Public health experts discuss a new way to bring down the cost of treatment.

Jeremy Hobson: Well in Washington today, experts from the National Academy of Sciences will be looking for ways to bring down the cost of treating Malaria. The disease kills an estimated 650,000 people around the world every year — most of them children.

Marketplace’s Amy Scott reports.


Amy Scott: The Global Fund to Fight Aids, Tuberculosis and Malaria has been testing a program in several African countries. The fund buys high quality anti-malaria drugs and then sells them to wholesalers at a deep discount.

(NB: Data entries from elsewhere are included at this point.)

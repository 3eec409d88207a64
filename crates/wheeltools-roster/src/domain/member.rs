//! Tracked party members and their text-backed numeric fields.

use std::fmt;

use chrono::{DateTime, Utc};
use serde::{Deserialize, Serialize};
use wheeltools_core::error::DomainError;
use wheeltools_core::providers::names_match;

pub use wheeltools_core::ipc::GAME_ID_SENTINEL;

/// A spin count or speed as typed by the user.
///
/// The raw text is kept so partial input survives a save, while the parsed
/// value is computed once when the text changes. Display and accrual read it
/// leniently (invalid text counts as zero); game creation reads it strictly.
#[derive(Debug, Clone, PartialEq, Eq, Serialize, Deserialize)]
#[serde(from = "String", into = "String")]
pub struct SpinValue {
    raw: String,
    parsed: Option<i32>,
}

impl SpinValue {
    /// Wraps user-entered text.
    #[must_use]
    pub fn from_raw(raw: impl Into<String>) -> Self {
        let raw = raw.into();
        let parsed = raw.trim().parse().ok();
        Self { raw, parsed }
    }

    /// Wraps a computed value.
    #[must_use]
    pub fn from_count(count: i32) -> Self {
        Self {
            raw: count.to_string(),
            parsed: Some(count),
        }
    }

    /// The text as entered.
    #[must_use]
    pub fn raw(&self) -> &str {
        &self.raw
    }

    /// The parsed value, or 0 when the text is not an integer.
    #[must_use]
    pub fn lenient(&self) -> i32 {
        self.parsed.unwrap_or(0)
    }

    /// The parsed value, or `None` when the text is not an integer.
    #[must_use]
    pub fn strict(&self) -> Option<i32> {
        self.parsed
    }
}

impl Default for SpinValue {
    fn default() -> Self {
        Self::from_count(0)
    }
}

impl From<String> for SpinValue {
    fn from(raw: String) -> Self {
        Self::from_raw(raw)
    }
}

impl From<SpinValue> for String {
    fn from(value: SpinValue) -> Self {
        value.raw
    }
}

impl fmt::Display for SpinValue {
    fn fmt(&self, f: &mut fmt::Formatter<'_>) -> fmt::Result {
        f.write_str(&self.raw)
    }
}

/// Identifier assigned by the game backend, absent until a create call succeeds.
#[derive(Debug, Clone, Default, PartialEq, Eq, Serialize, Deserialize)]
#[serde(from = "String", into = "String")]
pub struct GameId(Option<String>);

impl GameId {
    /// A game id that has not been assigned.
    #[must_use]
    pub fn not_created() -> Self {
        Self(None)
    }

    /// Wraps an id returned by the backend. Blank text and the sentinel are
    /// treated as "not created".
    #[must_use]
    pub fn assigned(id: impl Into<String>) -> Self {
        Self::from(id.into())
    }

    /// Returns the assigned id.
    #[must_use]
    pub fn as_created(&self) -> Option<&str> {
        self.0.as_deref()
    }

    /// Returns `true` once the backend has assigned an id.
    #[must_use]
    pub fn is_created(&self) -> bool {
        self.0.is_some()
    }
}

impl From<String> for GameId {
    fn from(raw: String) -> Self {
        let trimmed = raw.trim();
        if trimmed.is_empty() || trimmed == GAME_ID_SENTINEL {
            Self(None)
        } else {
            Self(Some(trimmed.to_owned()))
        }
    }
}

impl From<GameId> for String {
    fn from(id: GameId) -> Self {
        id.0.unwrap_or_else(|| GAME_ID_SENTINEL.to_owned())
    }
}

impl fmt::Display for GameId {
    fn fmt(&self, f: &mut fmt::Formatter<'_>) -> fmt::Result {
        f.write_str(self.0.as_deref().unwrap_or(GAME_ID_SENTINEL))
    }
}

/// Values a newly seen member is seeded with.
#[derive(Debug, Clone)]
pub struct MemberSeed {
    /// Initial spin count.
    pub spin_count: SpinValue,
    /// Initial spin speed.
    pub spin_speed: SpinValue,
    /// Initial preset.
    pub preset_id: String,
}

/// A tracked party member.
#[derive(Debug, Clone, PartialEq, Eq, Serialize, Deserialize)]
pub struct Member {
    /// Whether the member takes part in batch operations.
    pub enabled: bool,
    name: String,
    /// Spin entitlement.
    pub spin_count: SpinValue,
    /// Wheel speed passed to game creation.
    pub spin_speed: SpinValue,
    /// Opaque preset forwarded to game creation.
    pub preset_id: String,
    /// Remote game identifier.
    pub game_id: GameId,
    joined_at: DateTime<Utc>,
}

impl Member {
    /// Creates an enabled member from seed values.
    ///
    /// # Errors
    ///
    /// Returns `DomainError::Validation` if `name` is blank.
    pub fn new(
        name: impl Into<String>,
        seed: MemberSeed,
        joined_at: DateTime<Utc>,
    ) -> Result<Self, DomainError> {
        let name = name.into();
        if name.trim().is_empty() {
            return Err(DomainError::Validation(
                "member name must not be empty".to_owned(),
            ));
        }
        Ok(Self {
            enabled: true,
            name,
            spin_count: seed.spin_count,
            spin_speed: seed.spin_speed,
            preset_id: seed.preset_id,
            game_id: GameId::not_created(),
            joined_at,
        })
    }

    /// Display and lookup name.
    #[must_use]
    pub fn name(&self) -> &str {
        &self.name
    }

    /// When the member was first tracked.
    #[must_use]
    pub fn joined_at(&self) -> DateTime<Utc> {
        self.joined_at
    }

    /// Case-insensitive name match.
    #[must_use]
    pub fn is_named(&self, name: &str) -> bool {
        names_match(&self.name, name)
    }

    /// Renames without any uniqueness check; the roster checks collisions.
    pub(crate) fn set_name(&mut self, name: String) {
        self.name = name;
    }
}

#[cfg(test)]
mod tests {
    use super::*;
    use chrono::TimeZone;

    fn seed() -> MemberSeed {
        MemberSeed {
            spin_count: SpinValue::from_raw("3"),
            spin_speed: SpinValue::from_raw("8"),
            preset_id: "classic".to_owned(),
        }
    }

    #[test]
    fn test_spin_value_reads_invalid_text_leniently_as_zero() {
        let value = SpinValue::from_raw("3a");
        assert_eq!(value.raw(), "3a");
        assert_eq!(value.lenient(), 0);
        assert_eq!(value.strict(), None);
    }

    #[test]
    fn test_spin_value_tolerates_surrounding_whitespace() {
        assert_eq!(SpinValue::from_raw(" 7 ").strict(), Some(7));
    }

    #[test]
    fn test_game_id_sentinel_means_not_created() {
        let id = GameId::assigned(GAME_ID_SENTINEL);
        assert!(!id.is_created());
        assert_eq!(id.to_string(), GAME_ID_SENTINEL);

        let id = GameId::assigned("abc123");
        assert_eq!(id.as_created(), Some("abc123"));
    }

    #[test]
    fn test_member_serializes_text_fields_and_sentinel() {
        let joined = Utc.with_ymd_and_hms(2026, 1, 15, 10, 0, 0).unwrap();
        let member = Member::new("Alys Tern", seed(), joined).unwrap();

        let json = serde_json::to_value(&member).unwrap();

        assert_eq!(json["spin_count"], "3");
        assert_eq!(json["game_id"], GAME_ID_SENTINEL);
        assert_eq!(json["enabled"], true);
        let back: Member = serde_json::from_value(json).unwrap();
        assert_eq!(back, member);
    }

    #[test]
    fn test_member_rejects_blank_name() {
        let joined = Utc.with_ymd_and_hms(2026, 1, 15, 10, 0, 0).unwrap();
        let result = Member::new("   ", seed(), joined);
        assert!(matches!(result, Err(DomainError::Validation(_))));
    }
}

Stanford economist Kenneth Arrow says the idea is to bring prices down so people don’t turn to cheaper — and less effective — alternatives.

Kenneth Arrow: To counterfeit drugs, to the old drugs that no longer work, to witchcraft. Or to nothing.

In most countries, he says, it’s worked. Ramanan Laxminarayan directs the Center for Disease Dynamics, Economics and Policy.

Ramanan Laxminarayan: It lowered the price of the drugs, significantly, from anywhere from $8 to $12 before the pilot to between 50 cents and $1.50 after the pilot.

Stanford’s Kenneth Arrow estimates it would cost about $500 million a year to take the pilot global. So far the funding has come mostly from Europe. Arrow says to continue, the program needs support from the U.S.

I’m Amy Scott for Marketplace.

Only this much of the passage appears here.